February is National Age-related Macular Degeneration (AMD)/Low Vision Awareness Month. This awareness campaign focuses on raising awareness about AMD and low vision. Macular degeneration is the leading cause of vision loss for Americans over the age of 50. According to the American Macular Degeneration Foundation, over ten million Americans have AMD. The incidence of macular degeneration in our elder population has almost doubled over the past decade. In the United States, the most common causes of low vision are AMD, cataracts, glaucoma, and diabetic retinopathy.
Low Vision and AMD
Low vision is a general term that refers to partial sight or sight that cannot be fully corrected with medications, eye glasses, contact lenses, or surgery. Specialized equipment such as magnification devices and computer access software are used to help people with this condition maximize their remaining vision.
AMD is a disease that affects the macula, the central part of the retina (a layer at the back of the eye where a visual image is formed). This can cause the central part of your vision to become wavy or blurry. For example, doorways may look crooked or objects may look smaller. In some cases, there may be a blind spot in the center of your vision. Since this part of the eye is necessary for performing daily tasks such as identifying faces, watching television, reading, writing and driving, AMD can have a significant effect on your life.
In some cases, AMD may advance at a slower rate, so vision loss does not occur for a long time. In other cases, the disease may develop at a more rapid rate, leading to a loss of vision in one or both eyes.

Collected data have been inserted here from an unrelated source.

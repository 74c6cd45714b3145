//! Мост между интерактивным редактором и каноническим макетом.
//!
//! Редактор присылает частично заполненный объект; здесь — единственное
//! место, где опциональность схлопывается в строгую схему. Дальше
//! опциональных полей не видит никто: ни персистентность, ни читатели.

use serde::Deserialize;
use thiserror::Error;

use crate::generator::templates::slug;
use crate::layout::aggregator::{assemble, LayoutDraft};
use crate::models::{
    Aisle, LayoutType, PriceCategory, SeatingLayout, Section, SectionType, Stage, ViewBox,
};

#[derive(Debug, Error)]
pub enum EditorError {
    #[error("некорректный ввод редактора: {0}")]
    MalformedInput(String),
}

/// Сырой результат редактирования: любое подмножество полей может
/// отсутствовать. `capacity` принимается, но игнорируется — авторитетную
/// вместимость считает только агрегатор.
#[derive(Debug, Clone, Default, Deserialize)]
pub struct PartialLayout {
    pub id: Option<String>,
    pub name: Option<String>,
    #[serde(rename = "type")]
    pub layout_type: Option<LayoutType>,
    pub sections: Option<Vec<Section>>,
    pub stage: Option<Stage>,
    pub aisles: Option<Vec<Aisle>>,
    #[serde(rename = "viewBox")]
    pub view_box: Option<ViewBox>,
    #[serde(rename = "priceCategories")]
    pub price_categories: Option<Vec<PriceCategory>>,
    pub capacity: Option<u64>,
}

const DEFAULT_NAME: &str = "Untitled Layout";

/// Нормализует частичный макет в канонический вид, готовый к сохранению.
///
/// Детерминированно: одинаковый вход даёт побайтно одинаковый результат
/// (производные id, без случайности). Отсутствие `venue_id` и дубликаты
/// id мест — ошибки, они не должны тихо дойти до персистентности.
pub fn normalize(partial: PartialLayout, venue_id: &str) -> Result<SeatingLayout, EditorError> {
    if venue_id.trim().is_empty() {
        return Err(EditorError::MalformedInput(
            "venueId обязателен".to_string(),
        ));
    }

    let mut sections = partial.sections.unwrap_or_default();
    for section in &mut sections {
        repair_curvature(section);
    }
    check_unique_seat_ids(&sections)?;

    let name = match partial.name {
        Some(n) if !n.trim().is_empty() => n,
        _ => DEFAULT_NAME.to_string(),
    };
    let id = partial.id.filter(|id| !id.trim().is_empty()).unwrap_or_else(|| {
        let name_slug = slug(&name);
        if name_slug.is_empty() {
            format!("layout-{}", venue_id)
        } else {
            format!("layout-{}-{}", venue_id, name_slug)
        }
    });

    Ok(assemble(LayoutDraft {
        id,
        venue_id: venue_id.to_string(),
        name,
        layout_type: partial.layout_type.unwrap_or(LayoutType::SeatingChart),
        sections,
        stage: partial.stage,
        aisles: partial.aisles,
        view_box: partial.view_box,
        price_categories: partial.price_categories,
    }))
}

// Восстанавливает инвариант sectionType == curved <=> у всех рядов есть дуга.
// Секция, размеченная как кривая без полного набора дескрипторов,
// детерминированно приводится к прямой.
fn repair_curvature(section: &mut Section) {
    let has_params = section.curve_radius.is_some() && section.curve_angle.is_some();
    let all_rows_curved =
        !section.rows.is_empty() && section.rows.iter().all(|r| r.curve.is_some());

    if has_params && all_rows_curved {
        section.section_type = SectionType::Curved;
    } else {
        section.section_type = SectionType::Standard;
        section.curve_radius = None;
        section.curve_angle = None;
        for row in &mut section.rows {
            row.curve = None;
        }
    }
}

fn check_unique_seat_ids(sections: &[Section]) -> Result<(), EditorError> {
    let mut ids: Vec<&str> = sections
        .iter()
        .flat_map(|sec| sec.rows.iter())
        .flat_map(|row| row.seats.iter().map(|s| s.id.as_str()))
        .collect();
    ids.sort_unstable();
    for pair in ids.windows(2) {
        if pair[0] == pair[1] {
            return Err(EditorError::MalformedInput(format!(
                "дубликат id места: {}",
                pair[0]
            )));
        }
    }
    Ok(())
}

#[cfg(test)]
mod tests {
    use super::*;
    use crate::generator::templates::{generate_sections, VenueType};

    fn edited(sections: Vec<Section>) -> PartialLayout {
        PartialLayout {
            name: Some("Main Hall".to_string()),
            sections: Some(sections),
            ..PartialLayout::default()
        }
    }

    #[test]
    fn normalization_fills_every_required_field() {
        let layout = normalize(
            edited(generate_sections(VenueType::Theater, None).unwrap()),
            "venue-7",
        )
        .unwrap();

        assert_eq!(layout.id, "layout-venue-7-main-hall");
        assert_eq!(layout.venue_id, "venue-7");
        assert_eq!(layout.layout_type, LayoutType::SeatingChart);
        assert_eq!(layout.stage.stage_type, "stage");
        assert!(layout.aisles.is_empty());
        assert!(layout.capacity > 0);
    }

    #[test]
    fn normalization_is_byte_identical_on_repeat() {
        let partial = edited(generate_sections(VenueType::Club, None).unwrap());
        let a = normalize(partial.clone(), "v1").unwrap();
        let b = normalize(partial, "v1").unwrap();
        assert_eq!(
            serde_json::to_vec(&a).unwrap(),
            serde_json::to_vec(&b).unwrap()
        );
    }

    #[test]
    fn missing_venue_id_is_rejected() {
        let err = normalize(PartialLayout::default(), "  ").unwrap_err();
        assert!(matches!(err, EditorError::MalformedInput(_)));
    }

    #[test]
    fn duplicate_seat_ids_are_rejected() {
        let mut sections = generate_sections(VenueType::Generic, None).unwrap();
        let dup = sections[0].rows[0].seats[0].id.clone();
        sections[0].rows[1].seats[0].id = dup;

        let err = normalize(edited(sections), "v1").unwrap_err();
        assert!(matches!(err, EditorError::MalformedInput(_)));
    }

    #[test]
    fn supplied_capacity_is_ignored_and_recomputed() {
        let mut partial = edited(generate_sections(VenueType::Generic, None).unwrap());
        partial.capacity = Some(999_999);
        let layout = normalize(partial, "v1").unwrap();
        assert_eq!(layout.capacity, 500);
    }

    #[test]
    fn half_curved_section_is_demoted_to_standard() {
        let mut sections = generate_sections(VenueType::Theater, None).unwrap();
        // Mezzanine кривая; сломаем один ряд
        sections[1].rows[0].curve = None;

        let layout = normalize(edited(sections), "v1").unwrap();
        let mezzanine = &layout.sections[1];
        assert_eq!(mezzanine.section_type, SectionType::Standard);
        assert!(mezzanine.curve_radius.is_none());
        assert!(mezzanine.rows.iter().all(|r| r.curve.is_none()));
        assert!(mezzanine.curvature_consistent());
    }

    #[test]
    fn intact_curved_sections_stay_curved() {
        let sections = generate_sections(VenueType::Stadium, None).unwrap();
        let layout = normalize(edited(sections), "v1").unwrap();
        assert!(layout
            .sections
            .iter()
            .all(|s| s.section_type == SectionType::Curved && s.curvature_consistent()));
    }

    #[test]
    fn general_admission_keeps_its_discriminator() {
        let partial = PartialLayout {
            name: Some("Standing Room".to_string()),
            layout_type: Some(LayoutType::GeneralAdmission),
            ..PartialLayout::default()
        };
        let layout = normalize(partial, "v1").unwrap();
        assert_eq!(layout.layout_type, LayoutType::GeneralAdmission);
        assert_eq!(layout.capacity, 0);
        assert!(layout.sections.is_empty());
    }

    #[test]
    fn explicit_id_wins_over_derivation() {
        let partial = PartialLayout {
            id: Some("layout-custom".to_string()),
            ..PartialLayout::default()
        };
        let layout = normalize(partial, "v1").unwrap();
        assert_eq!(layout.id, "layout-custom");
        assert_eq!(layout.name, "Untitled Layout");
    }
}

AMD alone does not lead to complete blindness, but the loss of central vision can interfere with the performance of everyday tasks. Early detection and understanding of your diagnosis are the first steps in the process to slow or minimize vision loss.
Who’s at Risk for AMD?
Risk factors of AMD include the following:
Age - The biggest risk factor for AMD is age. The condition is most likely to occur after the age of 60, but it can happen earlier.
Smoking - Smoking can double the risk of AMD.
Race - Caucasians are at higher risk for AMD than African Americans or Hispanics.
Genetics - Those with a family history of AMD are at higher risk.
How Lifestyle Affects AMD
Research has found links between AMD and lifestyle choices. By making healthy choices, it is possible to reduce or slow down the progression of AMD.
Refrain from smoking.
Make exercise part of your regular routine.
Keep healthy levels of blood pressure and cholesterol.
Eat a diet full of green, leafy vegetables and fish.
The American Macular Degeneration Foundation encourages people to be tested for AMD or low vision. Through early detection of this condition, you can begin preventive care. Schedule a complete eye exam from a licensed optometrist or ophthalmologist, and repeat this exam yearly to ensure that your health care professional can monitor changes in your eye health. If you are experiencing drastic vision impairment, have a low vision examination to get a proper diagnosis. The AMD/low vision examination will take longer than a regular eye exam. This is so your doctor can get an accurate analysis of your vision status.
Preventive Measures for Reducing Risk of AMD
It’s important to remember that you can take preventive measures to reduce your risk of AMD. If you have already been diagnosed with this condition, your doctor will instruct you in the preventive steps that can slow the progression of this disease.
You can help reduce your risk of AMD or low vision through simple preventive measures:
Maintain good lighting in your home and workplace.
Avoid writing or reading with low contrast computer screens.
See your optometrist or ophthalmologist at least once a year or if you notice your eyesight becoming blurry or wavy.
Ask your doctor for recommendations for vitamins and supplements designed for preventive eye care.
Wear proper eyewear with ultraviolet (UV) protection when going outdoors; choose eyewear that blocks UV rays and absorbs most high-energy visible (HEV) radiation (also called “blue light”).